Records from a collection
◇ ◇ ◇ ◇ ◇
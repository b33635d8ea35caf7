// ABOUTME: Prompt text used when talking to the external model endpoint
// ABOUTME: Holds the consultant system prompt, title prompts, and the fallback reply
//
// SPDX-License-Identifier: MIT OR Apache-2.0
// Copyright (c) 2025 Gutcheck

//! Prompt construction for model conversations

/// Built-in system prompt used when neither the conversation nor the user
/// settings provide one
pub const DEFAULT_SYSTEM_PROMPT: &str = "\
You are a professional gut health consultant. You can have friendly \
conversations with users, answer questions about gut health, and provide \
professional advice.

If the user shares gut-health journal data, please analyze and provide \
suggestions based on this data.

Please maintain a professional yet friendly tone.";

/// Assistant reply persisted verbatim when the model endpoint is unavailable
pub const FALLBACK_REPLY: &str = "\
Sorry, the AI assistant is currently unavailable. Please check your model \
API settings and try again later.";

/// System prompt for the short title-generation call
pub const TITLE_SYSTEM_PROMPT: &str =
    "You are a helpful assistant that generates concise conversation titles.";

/// Append rendered journal entries to a system prompt as grounding context
#[must_use]
pub fn with_grounding(system_prompt: &str, entries_context: &str) -> String {
    format!("{system_prompt}\n\nHere is the user's journal data for reference:\n{entries_context}")
}

/// Build the user prompt for the title-generation call
///
/// Only the first 200 characters of the assistant reply are included; the
/// title model does not need the full text.
#[must_use]
pub fn title_prompt(user_message: &str, assistant_reply: &str) -> String {
    let reply_preview: String = assistant_reply.chars().take(200).collect();
    format!(
        "Based on the following conversation, generate a concise title \
         (maximum 20 characters) that summarizes the main topic.\n\n\
         User: {user_message}\n\n\
         Assistant: {reply_preview}...\n\n\
         Please provide only the title without any explanation or punctuation."
    )
}

/// Normalize a raw title reply: strip quotes and label prefixes, cap at 20 chars
#[must_use]
pub fn clean_title(raw: &str) -> Option<String> {
    let mut title: String = raw
        .trim()
        .chars()
        .filter(|c| !matches!(c, '"' | '\'' | '\u{300c}' | '\u{300d}'))
        .collect();
    for prefix in ["Title: ", "Title:"] {
        if let Some(stripped) = title.strip_prefix(prefix) {
            title = stripped.to_owned();
        }
    }
    let title: String = title.trim().chars().take(20).collect();
    (!title.is_empty()).then_some(title)
}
◇ ◇ ◇ ◇ ◇
◆ TO DO
Looking over the records, find each line with the word "stripped" and copy it.

◆ ANSWER TO THIS TASK
        if let Some(stripped) = title.strip_prefix(prefix) {
            title = stripped.to_owned();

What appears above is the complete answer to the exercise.